As many of you know, I spent my 30th birthday in New York City. In theory it was the absolutely most perfectest place to spend a milestone birthday.
That theory was bullshit.
Don’t get me wrong, I absolutely LOVE New York and for the most part I had fantastic time. It’s just that I don’t get along with birthdays all that great to begin with.
My actual birthday was spent moving in slow motion due to pre-birthday celebrations. And I mean SLOW MOTION.
I don’t think we left the hotel once that day.
It took a great deal of effort, but we did make it to two of the three conference sessions (no one can say we didn’t make it to any of the actual conferences). Afterward we got dolled up for dinner and a night on the town to celebrate my “real” birthday.
Cat, Susan and I went to a fancy-schmancy New York style dinner, then back to the hotel for the estrogen filled party known as Sparklecorn 2010.
Since it was my birthday, and the birthday girl gets to call all the shots, I decided that I wanted to change from my short, sassy, pink dress into jeans and a black top that always makes me feel like a million bucks.
Now, here comes the embarrassing part.
I’m not even going to pretend like alcohol was not involved…
We headed up to the room where I asked my birthday bitches, Susan and Cat, which panties I should wear… don’t ask me why. I ended up deciding to try on both pairs so they could appropriately asses the extent of panty lines that may or may not be showing through my super tight pants.
So I jumped, and I shimmied, into the worlds most non-stretchy jeans.
Then, as I was pulling out the last acrobatic movement to slipping them over my ass, there was an earth-shatteringly loud POP. And then I dropped to the floor. And then I died.
When the girls finally got me to stop screaming, they lifted me onto the bed to examine the source of the pop, the source being my ankle, which now looked like there was a baseball attached to it.
I fucking kid you not.
From this pint on our plans were drastically changed. No more hitting the town, going form bar to bar. Instead Susan and Cat ran to the local convenience store to get bandages and ice while I laid in the hotel room drinking like the lush-birthday-princess-gimp I was.

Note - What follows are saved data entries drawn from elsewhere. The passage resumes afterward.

//! Domain error model.

use core::fmt;

use serde::{Deserialize, Serialize};
use thiserror::Error;

/// Result type used across the domain layer.
pub type DomainResult<T> = Result<T, DomainError>;

/// A single rejected input field.
#[derive(Debug, Clone, PartialEq, Eq, Serialize, Deserialize)]
pub struct FieldError {
    pub field: String,
    pub message: String,
}

/// Every field rejected by one validation pass.
///
/// Validators push into this collection instead of returning on the first
/// problem, so callers can re-prompt for all bad fields at once.
#[derive(Debug, Clone, Default, PartialEq, Eq, Serialize, Deserialize)]
#[serde(transparent)]
pub struct FieldErrors(Vec<FieldError>);

impl FieldErrors {
    pub fn new() -> Self {
        Self::default()
    }

    pub fn push(&mut self, field: impl Into<String>, message: impl Into<String>) {
        self.0.push(FieldError {
            field: field.into(),
            message: message.into(),
        });
    }

    pub fn is_empty(&self) -> bool {
        self.0.is_empty()
    }

    pub fn len(&self) -> usize {
        self.0.len()
    }

    pub fn iter(&self) -> impl Iterator<Item = &FieldError> {
        self.0.iter()
    }

    /// Whether `field` is among the rejected fields.
    pub fn contains(&self, field: &str) -> bool {
        self.0.iter().any(|e| e.field == field)
    }

    /// `Ok(())` if nothing was rejected, otherwise a `Validation` error.
    pub fn into_result(self) -> DomainResult<()> {
        if self.is_empty() {
            Ok(())
        } else {
            Err(DomainError::Validation(self))
        }
    }
}

impl fmt::Display for FieldErrors {
    fn fmt(&self, f: &mut fmt::Formatter<'_>) -> fmt::Result {
        for (idx, e) in self.0.iter().enumerate() {
            if idx > 0 {
                f.write_str("; ")?;
            }
            write!(f, "{}: {}", e.field, e.message)?;
        }
        Ok(())
    }
}

/// Domain-level error.
///
/// Keep this focused on deterministic, business/domain failures (validation,
/// invariants, missing records). Infrastructure concerns belong elsewhere.
/// Every variant is recoverable: callers surface it and ask for corrected input.
#[derive(Debug, Error, Clone, PartialEq, Eq)]
pub enum DomainError {
    /// One or more input fields failed validation.
    #[error("validation failed: {0}")]
    Validation(FieldErrors),

    /// A referenced record does not exist.
    #[error("{entity} not found: {id}")]
    NotFound { entity: &'static str, id: String },

    /// An outbound movement asked for more than is on hand.
    #[error("insufficient stock for {item}: available {available}, requested {requested}")]
    InsufficientStock {
        item: String,
        available: i64,
        requested: i64,
    },

    /// A domain invariant was violated.
    #[error("invariant violated: {0}")]
    InvariantViolation(String),

    /// An identifier was invalid (e.g. parse failure).
    #[error("invalid identifier: {0}")]
    InvalidId(String),
}

impl DomainError {
    /// Validation failure on a single field.
    pub fn validation(field: impl Into<String>, message: impl Into<String>) -> Self {
        let mut errors = FieldErrors::new();
        errors.push(field, message);
        Self::Validation(errors)
    }

    pub fn not_found(entity: &'static str, id: impl ToString) -> Self {
        Self::NotFound {
            entity,
            id: id.to_string(),
        }
    }

    pub fn invariant(msg: impl Into<String>) -> Self {
        Self::InvariantViolation(msg.into())
    }

    pub fn invalid_id(msg: impl Into<String>) -> Self {
        Self::InvalidId(msg.into())
    }

    /// Rejected field names, empty for non-validation errors.
    pub fn fields(&self) -> Vec<&str> {
        match self {
            DomainError::Validation(errors) => errors.iter().map(|e| e.field.as_str()).collect(),
            _ => Vec::new(),
        }
    }
}

#[cfg(test)]
mod tests {
    use super::*;

    #[test]
    fn empty_field_errors_are_ok() {
        assert_eq!(FieldErrors::new().into_result(), Ok(()));
    }

    #[test]
    fn validation_display_lists_every_field() {
        let mut errors = FieldErrors::new();
        errors.push("name", "is required");
        errors.push("min_stock", "must not exceed max_stock");

        let err = errors.into_result().unwrap_err();
        assert_eq!(
            err.to_string(),
            "validation failed: name: is required; min_stock: must not exceed max_stock"
        );
        assert_eq!(err.fields(), vec!["name", "min_stock"]);
    }

    #[test]
    fn not_found_names_entity_and_id() {
        let err = DomainError::not_found("inventory item", "abc");
        assert_eq!(err.to_string(), "inventory item not found: abc");
        assert!(err.fields().is_empty());
    }

    #[test]
    fn field_errors_serialize_as_plain_list() {
        let mut errors = FieldErrors::new();
        errors.push("quantity", "must be greater than zero");
        let json = serde_json::to_value(&errors).unwrap();
        assert_eq!(
            json,
            serde_json::json!([{ "field": "quantity", "message": "must be greater than zero" }])
        );
    }
}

After wrapping up my ankle, they located a double-wide wheelchair from the hotel lobby and wheeled me downstairs to the hotel bar.
No sense in letting the birthday celebrations end because of a possible broken bone, right?
After a sleepless night the adventure of getting me from the hotel, to the airport and through airport security began. Again, no easy feat and quite possibly the most humbling, humiliating experience I have ever had to go through.
I waited until I got home to go to the doctor. Guess what? My drunken skinny jeans adventure has landed me with a broken 5th meditarcel. I don’t know what that means, but I find out tomorrow if I need to have surgery.
I guess now that I’m thirty I need to start wearing “mom jeans” and taking calcium pills.
Seriously, what’s next? Memory loss? Hot flashes? Depends? Reading glasses? Dentures?
Hell, I may as well take up mall-walking now… that is, of course, after my foot is healed.